Weird it is, that my last post was almost 2 months back. I have lived a life, in these past two months, a life I dint know I would experience.

It is time to bid adieu to this foreign land called Bangalore, a city which I could never embrace, a city which could never own up to me. First visit was eventful here in 2003, it was the first time I had moved out of the closed confines of my much pampered and protected environment back home.

Lotsa excitement in exploring a new city, the only time when I was virgin for the city and city décor was virgin for me. But then good things come to an end sooner or rather they appear to be coming to an end sooner. Some disastrous consequences of the reckless way of leading my life ensured that I had to rush back to Delhi with an uncertainty of where I was headed to in life and in geography thereon.

Last year when I came here, things were already becoming boring for me, with nothing novel left in this city to offer. I made most of it by ensuring that I did not restrict my movements to the city but when around soaking the beauty of art which resides in coastal Karnataka and the innumerable temples this southern beauty has hidden.

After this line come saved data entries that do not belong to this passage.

//! Writing analysis results: label arrays, JSON reports and PNG images.

use crate::config::OutputConfig;
use analysis::{ReportSummary, SpatialReport, TemporalReport};
use anyhow::{Context, Result};
use chrono::{DateTime, Utc};
use field_processor::save_array_npy;
use ocean_common::{BoundingBox, LonLatGrid, Timeline};
use ndarray::Array2;
use renderer::{
    render_field_map, render_label_map, render_label_timeseries, save_png, ChartOptions, ClusterPalette,
    EncodePng, GradientStyle, MapOptions,
};
use serde::Serialize;
use std::fs;
use std::path::{Path, PathBuf};
use tracing::{debug, info};

/// JSON written next to a spatial label grid.
#[derive(Debug, Serialize)]
struct SpatialJson<'a> {
    analysis: &'a str,
    generated_at: DateTime<Utc>,
    #[serde(flatten)]
    summary: ReportSummary<'a>,
    grid_shape: (usize, usize),
    bbox: Option<BoundingBox>,
}

/// JSON written next to a label series.
#[derive(Debug, Serialize)]
struct TemporalJson<'a> {
    analysis: &'a str,
    generated_at: DateTime<Utc>,
    #[serde(flatten)]
    summary: ReportSummary<'a>,
    dates: Option<Vec<String>>,
    date_ticks: Option<Vec<DateTick>>,
}

/// A ticked step on the time axis of a chart.
#[derive(Debug, Serialize)]
struct DateTick {
    index: usize,
    date: String,
}

/// JSON written next to a concentration map.
#[derive(Debug, Serialize)]
pub struct FieldMapInfo {
    pub chemical: String,
    pub timestep: usize,
    pub date: Option<String>,
    /// Values at the low and high end of the colour ramp.
    pub range: (f64, f64),
    pub finite_cells: usize,
}

#[derive(Debug, Serialize)]
struct FieldMapJson<'a> {
    analysis: &'a str,
    generated_at: DateTime<Utc>,
    #[serde(flatten)]
    info: &'a FieldMapInfo,
    grid_shape: (usize, usize),
    bbox: Option<BoundingBox>,
}

/// Writes every artefact of a run into one directory.
pub struct OutputWriter {
    dir: PathBuf,
    png: bool,
    map_options: MapOptions,
    palette: Option<ClusterPalette>,
    gradient: GradientStyle,
    date_tick_every: usize,
}

impl OutputWriter {
    pub fn new(config: &OutputConfig) -> Result<Self> {
        fs::create_dir_all(&config.dir)
            .with_context(|| format!("Failed to create output directory: {}", config.dir.display()))?;
        let palette = match &config.palette {
            Some(path) => Some(
                ClusterPalette::from_file(path)
                    .with_context(|| format!("Failed to load palette: {}", path.display()))?,
            ),
            None => None,
        };
        let gradient = match &config.gradient {
            Some(path) => GradientStyle::from_file(path)
                .with_context(|| format!("Failed to load colour ramp: {}", path.display()))?,
            None => GradientStyle::viridis(),
        };
        Ok(Self {
            dir: config.dir.clone(),
            png: config.png,
            map_options: MapOptions {
                scale: config.map_scale,
                ..MapOptions::default()
            },
            palette,
            gradient,
            date_tick_every: config.date_tick_every,
        })
    }

    pub fn dir(&self) -> &Path {
        &self.dir
    }

    fn palette_for(&self, n_clusters: Option<usize>) -> ClusterPalette {
        self.palette
            .clone()
            .unwrap_or_else(|| ClusterPalette::viridis(n_clusters.unwrap_or(1)))
    }

    pub fn write_json<T: Serialize>(&self, name: &str, value: &T) -> Result<PathBuf> {
        let path = self.dir.join(format!("{}.json", name));
        let text = serde_json::to_string_pretty(value)?;
        fs::write(&path, text).with_context(|| format!("Failed to write {}", path.display()))?;
        debug!(path = %path.display(), "Wrote report");
        Ok(path)
    }

    /// Save an image unless PNG output is disabled.
    pub fn write_png(&self, name: &str, image: &impl EncodePng) -> Result<Option<PathBuf>> {
        if !self.png {
            return Ok(None);
        }
        let path = self.dir.join(format!("{}.png", name));
        save_png(&path, image).with_context(|| format!("Failed to write {}", path.display()))?;
        debug!(path = %path.display(), "Wrote image");
        Ok(Some(path))
    }

    /// `<name>.npy` labels, `<name>.json` summary and `<name>.png` map.
    pub fn write_spatial(
        &self,
        name: &str,
        report: &SpatialReport,
        grid: &LonLatGrid,
    ) -> Result<Vec<PathBuf>> {
        let mut written = Vec::new();

        let npy = self.dir.join(format!("{}.npy", name));
        save_array_npy(&npy, &report.labels)?;
        written.push(npy);

        written.push(self.write_json(
            name,
            &SpatialJson {
                analysis: name,
                generated_at: Utc::now(),
                summary: report.summary(),
                grid_shape: report.labels.dim(),
                bbox: grid.bbox(),
            },
        )?);

        if report.n_clusters().is_some() {
            let palette = self.palette_for(report.n_clusters());
            let image = render_label_map(&report.labels, grid, &palette, &self.map_options)?;
            written.extend(self.write_png(name, &image)?);
        }

        info!(name = %name, files = written.len(), "Saved spatial clustering");
        Ok(written)
    }

    /// `<name>.npy` labels, `<name>.json` summary and `<name>.png` chart.
    ///
    /// `dates` is included in the report when it matches the series length.
    pub fn write_temporal(
        &self,
        name: &str,
        report: &TemporalReport,
        dates: Option<&Timeline>,
    ) -> Result<Vec<PathBuf>> {
        let mut written = Vec::new();

        let npy = self.dir.join(format!("{}.npy", name));
        save_array_npy(&npy, &report.labels)?;
        written.push(npy);

        let dates = dates.filter(|d| d.len() == report.labels.len());
        let date_ticks = dates.map(|d| {
            d.every_nth(self.date_tick_every)
                .labels()
                .into_iter()
                .enumerate()
                .map(|(i, date)| DateTick {
                    index: i * self.date_tick_every,
                    date,
                })
                .collect()
        });
        written.push(self.write_json(
            name,
            &TemporalJson {
                analysis: name,
                generated_at: Utc::now(),
                summary: report.summary(),
                dates: dates.map(Timeline::labels),
                date_ticks,
            },
        )?);

        if report.n_clusters().is_some() && report.labels.iter().any(|v| v.is_finite()) {
            let palette = self.palette_for(report.n_clusters());
            let options = ChartOptions {
                x_tick_every: date_ticks_wanted(dates).then_some(self.date_tick_every),
                ..ChartOptions::default()
            };
            let image = render_label_timeseries(&report.labels, &palette, &options)?;
            written.extend(self.write_png(name, &image)?);
        }

        info!(name = %name, files = written.len(), "Saved temporal clustering");
        Ok(written)
    }

    /// `<name>.json` summary and `<name>.png` concentration map of one
    /// lat × lon layer.
    pub fn write_field_map(
        &self,
        name: &str,
        values: &Array2<f64>,
        grid: &LonLatGrid,
        info: &FieldMapInfo,
    ) -> Result<Vec<PathBuf>> {
        let mut written = vec![self.write_json(
            name,
            &FieldMapJson {
                analysis: name,
                generated_at: Utc::now(),
                info,
                grid_shape: values.dim(),
                bbox: grid.bbox(),
            },
        )?];

        let image = render_field_map(values, grid, Some(info.range), &self.gradient, &self.map_options)?;
        written.extend(self.write_png(name, &image)?);

        info!(name = %name, files = written.len(), "Saved concentration map");
        Ok(written)
    }
}

fn date_ticks_wanted(dates: Option<&Timeline>) -> bool {
    dates.is_some_and(|d| !d.is_empty())
}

Ironic is it that it is because of the same corporate that I am being sucked back to Mumbai, as I was last year. Only the premise has changed. Then I was struggling to push my foot in through the professional door, this time a whirlpool is pulling me from a laid back, relaxed and BORING life.

I have always had a feeling, that some thing I lack and hence this city is hostile to me. And like a true lover, which will not give up and wait for tide to turn, Mumbai beckons me back.

I never belonged here, not because I am a man without vices ( I might be lacking virtues this city demanded though), but only thing which this city has to offer is lotsa alcohol, easy sex and a laidback white collar life. And somehow, I am better off as a shop floor guy, fighting it out. Since the time have moved out of home, aint used to living a relaxed carefree life J

I am feeling numb and stoic as the departure approaches. I don't know what I am doing, how right or wrong it is. Personal life aint that great either at this point of time either. But then that's part and parcel of usual. I just am looking for that channel to spark those famous energy levels back.

Made some good friends here, renewed some old ones……….. and some relationships have folded for the betterment of all. And abhi just countdown time has come.

The other day, this very close friend of mine, told me of certain grave developments in his life. Discussed at length with me his problem. I suggested whatever to the best of my abilities and experience I could. But what is making me feel guilty is that now I am thinking of penning down a fictionalized account, developing these real life characters into imaginary ones. I feel I might be doing wrong and might be exploiting some ones trust in me. That's only reason what has restrained me till now. But I know, I wont be able to stop myself from starting with a draft soon.

In the meanwhile, I read about this paralyzed guy who has started a school for blind in sub-urban Bangalore post his wife's demise as a way to keep her alive forever. Just to pen my thoughts which engulfed me once I read that piece of heart rendering stuff………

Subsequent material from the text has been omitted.